Description of the task -
Range to output from the entries below: the line containing "pub struct Solution" through the line containing "pub fn route_of(&self, instance: &PDPTWInstance, request: usize)". Set it down exactly, ends included, nothing else.

[Dataset entries]
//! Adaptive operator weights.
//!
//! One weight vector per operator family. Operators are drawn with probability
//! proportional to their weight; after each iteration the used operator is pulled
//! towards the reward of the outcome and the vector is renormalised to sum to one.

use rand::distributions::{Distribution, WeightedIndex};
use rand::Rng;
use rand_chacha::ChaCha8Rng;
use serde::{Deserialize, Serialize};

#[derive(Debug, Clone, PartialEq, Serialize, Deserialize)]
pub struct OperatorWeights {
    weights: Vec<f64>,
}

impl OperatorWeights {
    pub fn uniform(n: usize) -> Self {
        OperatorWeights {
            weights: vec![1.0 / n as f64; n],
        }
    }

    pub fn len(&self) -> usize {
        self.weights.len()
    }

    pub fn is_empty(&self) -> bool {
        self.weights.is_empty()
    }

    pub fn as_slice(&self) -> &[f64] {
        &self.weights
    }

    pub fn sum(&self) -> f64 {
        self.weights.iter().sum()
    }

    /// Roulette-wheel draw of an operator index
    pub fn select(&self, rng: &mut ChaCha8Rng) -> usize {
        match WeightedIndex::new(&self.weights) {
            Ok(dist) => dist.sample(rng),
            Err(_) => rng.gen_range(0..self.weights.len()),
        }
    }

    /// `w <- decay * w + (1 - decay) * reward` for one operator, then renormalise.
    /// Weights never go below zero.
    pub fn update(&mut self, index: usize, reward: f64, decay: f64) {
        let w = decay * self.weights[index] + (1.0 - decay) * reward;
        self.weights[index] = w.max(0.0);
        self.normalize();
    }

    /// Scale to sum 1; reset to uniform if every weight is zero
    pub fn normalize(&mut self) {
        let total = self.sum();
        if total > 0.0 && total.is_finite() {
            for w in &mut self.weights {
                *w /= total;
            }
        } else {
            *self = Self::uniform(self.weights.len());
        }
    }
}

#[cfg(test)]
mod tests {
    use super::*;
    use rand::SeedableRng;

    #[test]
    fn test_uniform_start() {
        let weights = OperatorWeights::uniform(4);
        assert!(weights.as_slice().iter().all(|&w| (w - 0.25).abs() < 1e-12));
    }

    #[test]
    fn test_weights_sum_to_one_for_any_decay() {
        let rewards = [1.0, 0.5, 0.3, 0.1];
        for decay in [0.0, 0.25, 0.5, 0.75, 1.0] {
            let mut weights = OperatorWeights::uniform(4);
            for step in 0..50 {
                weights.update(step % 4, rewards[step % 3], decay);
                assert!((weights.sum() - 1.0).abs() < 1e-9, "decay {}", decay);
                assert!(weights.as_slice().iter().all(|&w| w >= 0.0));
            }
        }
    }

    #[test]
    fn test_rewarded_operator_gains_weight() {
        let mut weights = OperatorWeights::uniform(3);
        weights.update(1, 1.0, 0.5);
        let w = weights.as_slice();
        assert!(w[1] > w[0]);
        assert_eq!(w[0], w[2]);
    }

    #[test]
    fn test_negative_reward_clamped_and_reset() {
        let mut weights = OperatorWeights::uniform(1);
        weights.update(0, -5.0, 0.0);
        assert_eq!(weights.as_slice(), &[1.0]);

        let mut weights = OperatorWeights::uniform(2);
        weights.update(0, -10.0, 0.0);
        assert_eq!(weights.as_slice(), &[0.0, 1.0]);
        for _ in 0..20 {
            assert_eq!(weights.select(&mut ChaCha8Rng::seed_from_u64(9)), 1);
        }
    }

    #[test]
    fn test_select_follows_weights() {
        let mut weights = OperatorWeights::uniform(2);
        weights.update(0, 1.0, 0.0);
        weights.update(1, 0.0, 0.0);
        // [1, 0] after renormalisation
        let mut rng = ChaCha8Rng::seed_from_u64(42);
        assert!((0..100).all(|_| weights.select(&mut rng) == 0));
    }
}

==

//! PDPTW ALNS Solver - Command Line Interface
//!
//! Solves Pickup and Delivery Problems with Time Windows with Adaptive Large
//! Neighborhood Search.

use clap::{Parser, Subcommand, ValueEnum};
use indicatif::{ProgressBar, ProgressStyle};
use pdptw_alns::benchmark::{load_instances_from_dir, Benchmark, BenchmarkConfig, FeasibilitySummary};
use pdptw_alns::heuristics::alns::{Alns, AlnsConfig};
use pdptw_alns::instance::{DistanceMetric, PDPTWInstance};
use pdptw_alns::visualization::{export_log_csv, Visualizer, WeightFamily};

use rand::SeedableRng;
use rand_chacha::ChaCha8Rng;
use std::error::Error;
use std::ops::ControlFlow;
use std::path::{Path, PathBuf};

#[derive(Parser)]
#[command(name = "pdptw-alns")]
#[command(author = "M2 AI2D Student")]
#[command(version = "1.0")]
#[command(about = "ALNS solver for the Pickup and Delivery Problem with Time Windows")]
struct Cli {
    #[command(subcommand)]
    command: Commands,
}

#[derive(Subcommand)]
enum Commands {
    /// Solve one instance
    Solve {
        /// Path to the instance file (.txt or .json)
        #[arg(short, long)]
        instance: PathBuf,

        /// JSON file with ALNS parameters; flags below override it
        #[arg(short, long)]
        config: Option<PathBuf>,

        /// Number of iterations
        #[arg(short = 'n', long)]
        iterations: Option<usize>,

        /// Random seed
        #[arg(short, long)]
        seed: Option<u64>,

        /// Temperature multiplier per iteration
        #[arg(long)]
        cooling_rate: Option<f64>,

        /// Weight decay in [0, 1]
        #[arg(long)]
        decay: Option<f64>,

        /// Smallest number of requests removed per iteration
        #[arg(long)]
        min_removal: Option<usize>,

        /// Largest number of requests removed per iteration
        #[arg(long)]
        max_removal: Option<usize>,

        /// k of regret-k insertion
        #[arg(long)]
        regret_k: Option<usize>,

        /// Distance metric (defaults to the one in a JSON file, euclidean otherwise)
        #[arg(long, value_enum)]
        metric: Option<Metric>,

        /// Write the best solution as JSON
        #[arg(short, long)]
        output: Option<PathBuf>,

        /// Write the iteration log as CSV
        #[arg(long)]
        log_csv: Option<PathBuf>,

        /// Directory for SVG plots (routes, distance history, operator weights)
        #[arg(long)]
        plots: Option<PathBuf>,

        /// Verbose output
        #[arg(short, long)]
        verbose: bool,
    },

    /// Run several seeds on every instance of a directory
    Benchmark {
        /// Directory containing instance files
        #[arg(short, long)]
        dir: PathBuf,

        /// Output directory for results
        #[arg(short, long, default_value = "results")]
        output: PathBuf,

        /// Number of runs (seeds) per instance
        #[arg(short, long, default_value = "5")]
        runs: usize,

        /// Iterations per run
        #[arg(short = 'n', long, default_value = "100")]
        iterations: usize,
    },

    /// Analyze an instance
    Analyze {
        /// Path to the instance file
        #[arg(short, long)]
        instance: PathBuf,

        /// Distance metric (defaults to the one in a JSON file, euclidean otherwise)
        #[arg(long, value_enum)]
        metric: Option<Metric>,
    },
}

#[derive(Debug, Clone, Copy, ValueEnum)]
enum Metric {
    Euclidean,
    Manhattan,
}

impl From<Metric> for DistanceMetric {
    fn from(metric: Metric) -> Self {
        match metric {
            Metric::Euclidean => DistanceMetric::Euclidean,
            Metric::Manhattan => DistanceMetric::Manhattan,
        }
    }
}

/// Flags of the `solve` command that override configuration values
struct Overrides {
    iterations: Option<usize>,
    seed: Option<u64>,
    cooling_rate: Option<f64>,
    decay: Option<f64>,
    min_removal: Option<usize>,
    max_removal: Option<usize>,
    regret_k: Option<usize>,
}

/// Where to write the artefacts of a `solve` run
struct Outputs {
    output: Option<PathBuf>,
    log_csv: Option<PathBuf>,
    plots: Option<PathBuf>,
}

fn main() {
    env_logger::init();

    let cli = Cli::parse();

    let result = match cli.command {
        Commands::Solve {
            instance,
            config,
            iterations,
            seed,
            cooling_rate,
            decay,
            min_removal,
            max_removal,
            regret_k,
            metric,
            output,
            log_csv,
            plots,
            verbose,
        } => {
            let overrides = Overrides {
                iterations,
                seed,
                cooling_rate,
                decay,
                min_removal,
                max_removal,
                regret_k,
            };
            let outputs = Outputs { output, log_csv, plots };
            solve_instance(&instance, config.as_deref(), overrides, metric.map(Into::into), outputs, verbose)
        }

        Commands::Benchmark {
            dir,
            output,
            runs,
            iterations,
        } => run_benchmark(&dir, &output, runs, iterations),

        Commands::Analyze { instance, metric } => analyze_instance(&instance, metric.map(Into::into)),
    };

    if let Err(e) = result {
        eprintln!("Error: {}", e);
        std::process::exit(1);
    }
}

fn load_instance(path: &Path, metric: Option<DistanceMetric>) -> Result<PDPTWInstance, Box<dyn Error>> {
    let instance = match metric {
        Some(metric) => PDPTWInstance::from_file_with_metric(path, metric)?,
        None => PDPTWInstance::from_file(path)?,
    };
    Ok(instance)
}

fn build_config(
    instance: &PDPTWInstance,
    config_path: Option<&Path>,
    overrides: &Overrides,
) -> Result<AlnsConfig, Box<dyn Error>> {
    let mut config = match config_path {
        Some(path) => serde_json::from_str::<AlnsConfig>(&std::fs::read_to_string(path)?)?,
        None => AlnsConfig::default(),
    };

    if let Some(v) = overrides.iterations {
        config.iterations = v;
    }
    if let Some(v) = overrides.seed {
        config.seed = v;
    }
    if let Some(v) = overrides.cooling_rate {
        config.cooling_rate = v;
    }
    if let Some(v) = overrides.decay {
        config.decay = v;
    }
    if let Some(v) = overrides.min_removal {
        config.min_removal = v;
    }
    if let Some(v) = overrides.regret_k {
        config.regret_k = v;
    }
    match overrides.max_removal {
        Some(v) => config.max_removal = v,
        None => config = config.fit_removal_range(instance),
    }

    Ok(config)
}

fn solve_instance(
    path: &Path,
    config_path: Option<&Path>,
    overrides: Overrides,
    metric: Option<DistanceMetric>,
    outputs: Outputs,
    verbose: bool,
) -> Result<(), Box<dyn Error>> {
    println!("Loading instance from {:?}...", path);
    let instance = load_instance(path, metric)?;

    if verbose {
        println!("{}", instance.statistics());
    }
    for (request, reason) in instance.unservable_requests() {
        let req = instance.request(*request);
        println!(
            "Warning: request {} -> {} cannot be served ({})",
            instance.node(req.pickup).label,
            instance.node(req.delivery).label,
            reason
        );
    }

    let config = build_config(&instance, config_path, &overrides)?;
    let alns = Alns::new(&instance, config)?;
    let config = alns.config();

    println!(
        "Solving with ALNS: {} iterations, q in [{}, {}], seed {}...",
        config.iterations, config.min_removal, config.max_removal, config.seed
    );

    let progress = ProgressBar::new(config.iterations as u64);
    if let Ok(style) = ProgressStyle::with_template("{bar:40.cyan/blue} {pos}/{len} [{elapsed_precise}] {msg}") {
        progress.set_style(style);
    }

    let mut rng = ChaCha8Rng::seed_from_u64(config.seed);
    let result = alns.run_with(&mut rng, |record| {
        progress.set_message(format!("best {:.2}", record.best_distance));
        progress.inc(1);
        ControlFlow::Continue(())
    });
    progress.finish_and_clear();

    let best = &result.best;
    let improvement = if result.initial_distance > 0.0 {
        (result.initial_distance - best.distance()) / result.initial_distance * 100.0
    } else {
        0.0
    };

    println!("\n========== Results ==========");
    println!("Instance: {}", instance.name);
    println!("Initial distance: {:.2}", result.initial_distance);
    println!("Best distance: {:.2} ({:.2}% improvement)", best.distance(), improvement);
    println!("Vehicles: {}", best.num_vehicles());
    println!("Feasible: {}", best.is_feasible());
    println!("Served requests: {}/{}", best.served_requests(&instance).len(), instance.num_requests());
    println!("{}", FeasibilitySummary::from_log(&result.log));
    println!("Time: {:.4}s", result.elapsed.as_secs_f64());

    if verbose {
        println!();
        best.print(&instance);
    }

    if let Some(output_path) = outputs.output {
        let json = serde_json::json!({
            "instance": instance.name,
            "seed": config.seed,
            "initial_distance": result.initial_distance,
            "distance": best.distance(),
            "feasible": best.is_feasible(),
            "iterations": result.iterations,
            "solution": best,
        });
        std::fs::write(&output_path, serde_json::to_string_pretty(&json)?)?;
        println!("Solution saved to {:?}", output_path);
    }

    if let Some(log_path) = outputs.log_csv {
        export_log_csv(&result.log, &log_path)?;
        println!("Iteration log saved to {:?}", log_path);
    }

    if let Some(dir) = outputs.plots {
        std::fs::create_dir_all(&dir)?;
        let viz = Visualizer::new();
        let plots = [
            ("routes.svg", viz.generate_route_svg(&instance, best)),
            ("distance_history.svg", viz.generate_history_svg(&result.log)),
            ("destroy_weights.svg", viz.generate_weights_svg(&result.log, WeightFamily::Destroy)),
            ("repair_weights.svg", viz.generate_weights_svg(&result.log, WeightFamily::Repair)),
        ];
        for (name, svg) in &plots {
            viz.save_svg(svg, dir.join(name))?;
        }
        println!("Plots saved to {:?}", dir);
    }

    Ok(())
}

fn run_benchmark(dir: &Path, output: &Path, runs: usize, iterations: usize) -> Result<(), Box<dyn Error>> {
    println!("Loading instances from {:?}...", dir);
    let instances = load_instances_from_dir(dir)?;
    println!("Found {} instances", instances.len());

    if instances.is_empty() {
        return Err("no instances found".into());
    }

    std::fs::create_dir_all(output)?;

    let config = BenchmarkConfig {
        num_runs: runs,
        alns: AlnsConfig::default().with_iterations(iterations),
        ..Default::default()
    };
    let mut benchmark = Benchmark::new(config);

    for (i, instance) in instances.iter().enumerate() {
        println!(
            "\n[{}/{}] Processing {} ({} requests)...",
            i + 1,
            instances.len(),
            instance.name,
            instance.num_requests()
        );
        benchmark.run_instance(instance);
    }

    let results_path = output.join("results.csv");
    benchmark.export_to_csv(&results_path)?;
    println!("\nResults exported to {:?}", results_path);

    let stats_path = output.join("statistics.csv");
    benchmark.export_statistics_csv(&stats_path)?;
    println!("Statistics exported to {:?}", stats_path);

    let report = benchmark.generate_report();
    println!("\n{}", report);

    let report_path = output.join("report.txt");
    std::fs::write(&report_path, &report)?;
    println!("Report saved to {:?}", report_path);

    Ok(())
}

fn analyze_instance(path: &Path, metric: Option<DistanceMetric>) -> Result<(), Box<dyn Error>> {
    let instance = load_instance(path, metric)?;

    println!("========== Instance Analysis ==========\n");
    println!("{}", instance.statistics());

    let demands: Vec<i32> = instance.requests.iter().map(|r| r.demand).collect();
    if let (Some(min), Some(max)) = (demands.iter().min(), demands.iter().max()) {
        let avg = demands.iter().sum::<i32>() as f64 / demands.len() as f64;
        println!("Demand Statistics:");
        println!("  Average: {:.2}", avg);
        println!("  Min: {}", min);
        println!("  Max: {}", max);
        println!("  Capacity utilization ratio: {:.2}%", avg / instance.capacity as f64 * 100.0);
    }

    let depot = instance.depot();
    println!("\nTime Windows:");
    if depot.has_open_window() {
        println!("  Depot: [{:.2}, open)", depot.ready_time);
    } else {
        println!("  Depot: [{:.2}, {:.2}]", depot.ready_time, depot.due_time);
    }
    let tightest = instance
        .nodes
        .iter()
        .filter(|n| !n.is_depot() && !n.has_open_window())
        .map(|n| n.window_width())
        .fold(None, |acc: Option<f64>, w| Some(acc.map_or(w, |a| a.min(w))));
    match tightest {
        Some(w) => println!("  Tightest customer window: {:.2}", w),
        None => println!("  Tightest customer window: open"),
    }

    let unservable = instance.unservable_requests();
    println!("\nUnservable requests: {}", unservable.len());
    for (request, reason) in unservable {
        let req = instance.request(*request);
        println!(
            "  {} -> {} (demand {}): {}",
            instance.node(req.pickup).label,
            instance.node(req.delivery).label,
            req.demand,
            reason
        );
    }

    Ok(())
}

...

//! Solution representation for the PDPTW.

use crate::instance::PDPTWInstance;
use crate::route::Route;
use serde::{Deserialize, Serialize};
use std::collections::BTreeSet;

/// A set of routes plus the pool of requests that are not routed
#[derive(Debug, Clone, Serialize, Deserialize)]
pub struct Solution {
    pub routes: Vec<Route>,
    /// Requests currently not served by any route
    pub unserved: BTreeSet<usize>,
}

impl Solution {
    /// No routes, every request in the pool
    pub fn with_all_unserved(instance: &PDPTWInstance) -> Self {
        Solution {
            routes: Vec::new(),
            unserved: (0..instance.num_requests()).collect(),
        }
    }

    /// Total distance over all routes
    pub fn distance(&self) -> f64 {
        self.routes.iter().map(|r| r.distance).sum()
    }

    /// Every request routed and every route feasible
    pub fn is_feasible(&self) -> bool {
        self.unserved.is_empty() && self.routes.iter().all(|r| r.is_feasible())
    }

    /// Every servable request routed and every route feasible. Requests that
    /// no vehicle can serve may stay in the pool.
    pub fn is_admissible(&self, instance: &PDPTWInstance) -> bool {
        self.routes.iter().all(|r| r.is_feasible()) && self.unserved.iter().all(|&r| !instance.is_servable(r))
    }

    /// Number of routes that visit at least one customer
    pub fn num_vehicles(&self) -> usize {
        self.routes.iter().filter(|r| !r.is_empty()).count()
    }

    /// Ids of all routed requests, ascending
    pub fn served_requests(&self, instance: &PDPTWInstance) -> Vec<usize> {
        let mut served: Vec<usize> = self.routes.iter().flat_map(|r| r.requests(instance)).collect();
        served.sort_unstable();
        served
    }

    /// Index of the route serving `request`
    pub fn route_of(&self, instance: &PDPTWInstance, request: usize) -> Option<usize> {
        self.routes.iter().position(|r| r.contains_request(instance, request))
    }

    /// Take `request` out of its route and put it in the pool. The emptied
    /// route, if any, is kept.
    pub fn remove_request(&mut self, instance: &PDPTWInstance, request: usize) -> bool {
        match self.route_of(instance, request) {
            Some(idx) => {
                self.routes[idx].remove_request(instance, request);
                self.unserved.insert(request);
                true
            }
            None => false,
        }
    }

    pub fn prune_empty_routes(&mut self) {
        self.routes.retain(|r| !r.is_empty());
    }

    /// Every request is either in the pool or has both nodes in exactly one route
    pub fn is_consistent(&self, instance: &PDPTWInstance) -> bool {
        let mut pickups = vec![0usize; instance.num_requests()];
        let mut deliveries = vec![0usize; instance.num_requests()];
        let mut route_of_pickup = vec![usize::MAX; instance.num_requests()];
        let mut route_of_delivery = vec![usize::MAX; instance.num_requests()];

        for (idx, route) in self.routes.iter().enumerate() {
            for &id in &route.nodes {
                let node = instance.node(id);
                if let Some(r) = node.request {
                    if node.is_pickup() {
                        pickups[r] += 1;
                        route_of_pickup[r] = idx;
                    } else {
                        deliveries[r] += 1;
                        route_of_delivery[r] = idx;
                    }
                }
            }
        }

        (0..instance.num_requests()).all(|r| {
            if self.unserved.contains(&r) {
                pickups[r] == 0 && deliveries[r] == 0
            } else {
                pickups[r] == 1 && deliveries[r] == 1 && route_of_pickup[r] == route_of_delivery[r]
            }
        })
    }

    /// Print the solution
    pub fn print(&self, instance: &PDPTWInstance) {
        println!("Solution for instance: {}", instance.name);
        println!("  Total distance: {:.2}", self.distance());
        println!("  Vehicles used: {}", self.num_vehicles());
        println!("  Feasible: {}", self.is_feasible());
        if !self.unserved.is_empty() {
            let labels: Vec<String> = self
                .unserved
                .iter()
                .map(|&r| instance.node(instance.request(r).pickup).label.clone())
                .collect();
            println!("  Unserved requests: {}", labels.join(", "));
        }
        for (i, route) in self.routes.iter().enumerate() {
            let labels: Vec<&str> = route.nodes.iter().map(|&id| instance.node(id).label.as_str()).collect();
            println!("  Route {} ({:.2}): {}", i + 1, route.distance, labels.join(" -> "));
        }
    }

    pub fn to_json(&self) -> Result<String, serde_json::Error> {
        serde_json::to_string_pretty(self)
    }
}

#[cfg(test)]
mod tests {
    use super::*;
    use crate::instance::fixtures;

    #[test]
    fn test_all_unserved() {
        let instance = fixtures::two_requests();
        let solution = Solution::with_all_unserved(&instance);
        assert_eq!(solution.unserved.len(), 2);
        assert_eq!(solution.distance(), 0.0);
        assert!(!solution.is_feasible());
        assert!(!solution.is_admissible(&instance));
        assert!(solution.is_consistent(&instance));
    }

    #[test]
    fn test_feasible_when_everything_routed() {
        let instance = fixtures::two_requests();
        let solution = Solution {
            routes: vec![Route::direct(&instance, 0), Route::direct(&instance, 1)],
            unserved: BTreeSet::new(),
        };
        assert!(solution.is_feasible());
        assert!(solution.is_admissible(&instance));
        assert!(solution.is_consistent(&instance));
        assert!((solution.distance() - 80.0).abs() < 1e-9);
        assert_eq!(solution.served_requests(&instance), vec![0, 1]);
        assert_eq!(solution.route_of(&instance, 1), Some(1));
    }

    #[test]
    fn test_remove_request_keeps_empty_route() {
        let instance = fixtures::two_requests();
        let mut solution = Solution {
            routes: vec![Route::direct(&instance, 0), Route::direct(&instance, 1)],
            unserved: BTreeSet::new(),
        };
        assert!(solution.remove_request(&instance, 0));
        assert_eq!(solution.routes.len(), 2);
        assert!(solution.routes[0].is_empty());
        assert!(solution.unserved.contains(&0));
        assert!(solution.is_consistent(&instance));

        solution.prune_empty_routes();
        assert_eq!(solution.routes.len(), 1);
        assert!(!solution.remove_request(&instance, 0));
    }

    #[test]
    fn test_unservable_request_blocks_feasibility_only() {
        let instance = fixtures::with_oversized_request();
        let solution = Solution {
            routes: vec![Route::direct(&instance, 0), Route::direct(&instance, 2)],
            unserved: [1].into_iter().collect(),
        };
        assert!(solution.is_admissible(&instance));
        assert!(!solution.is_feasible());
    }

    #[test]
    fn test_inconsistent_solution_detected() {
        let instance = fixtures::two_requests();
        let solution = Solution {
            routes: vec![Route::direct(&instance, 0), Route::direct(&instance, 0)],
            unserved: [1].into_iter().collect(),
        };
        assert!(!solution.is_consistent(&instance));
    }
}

Task output -
pub struct Solution {
    pub routes: Vec<Route>,
    /// Requests currently not served by any route
    pub unserved: BTreeSet<usize>,
}

impl Solution {
    /// No routes, every request in the pool
    pub fn with_all_unserved(instance: &PDPTWInstance) -> Self {
        Solution {
            routes: Vec::new(),
            unserved: (0..instance.num_requests()).collect(),
        }
    }

    /// Total distance over all routes
    pub fn distance(&self) -> f64 {
        self.routes.iter().map(|r| r.distance).sum()
    }

    /// Every request routed and every route feasible
    pub fn is_feasible(&self) -> bool {
        self.unserved.is_empty() && self.routes.iter().all(|r| r.is_feasible())
    }

    /// Every servable request routed and every route feasible. Requests that
    /// no vehicle can serve may stay in the pool.
    pub fn is_admissible(&self, instance: &PDPTWInstance) -> bool {
        self.routes.iter().all(|r| r.is_feasible()) && self.unserved.iter().all(|&r| !instance.is_servable(r))
    }

    /// Number of routes that visit at least one customer
    pub fn num_vehicles(&self) -> usize {
        self.routes.iter().filter(|r| !r.is_empty()).count()
    }

    /// Ids of all routed requests, ascending
    pub fn served_requests(&self, instance: &PDPTWInstance) -> Vec<usize> {
        let mut served: Vec<usize> = self.routes.iter().flat_map(|r| r.requests(instance)).collect();
        served.sort_unstable();
        served
    }

    /// Index of the route serving `request`
    pub fn route_of(&self, instance: &PDPTWInstance, request: usize) -> Option<usize> {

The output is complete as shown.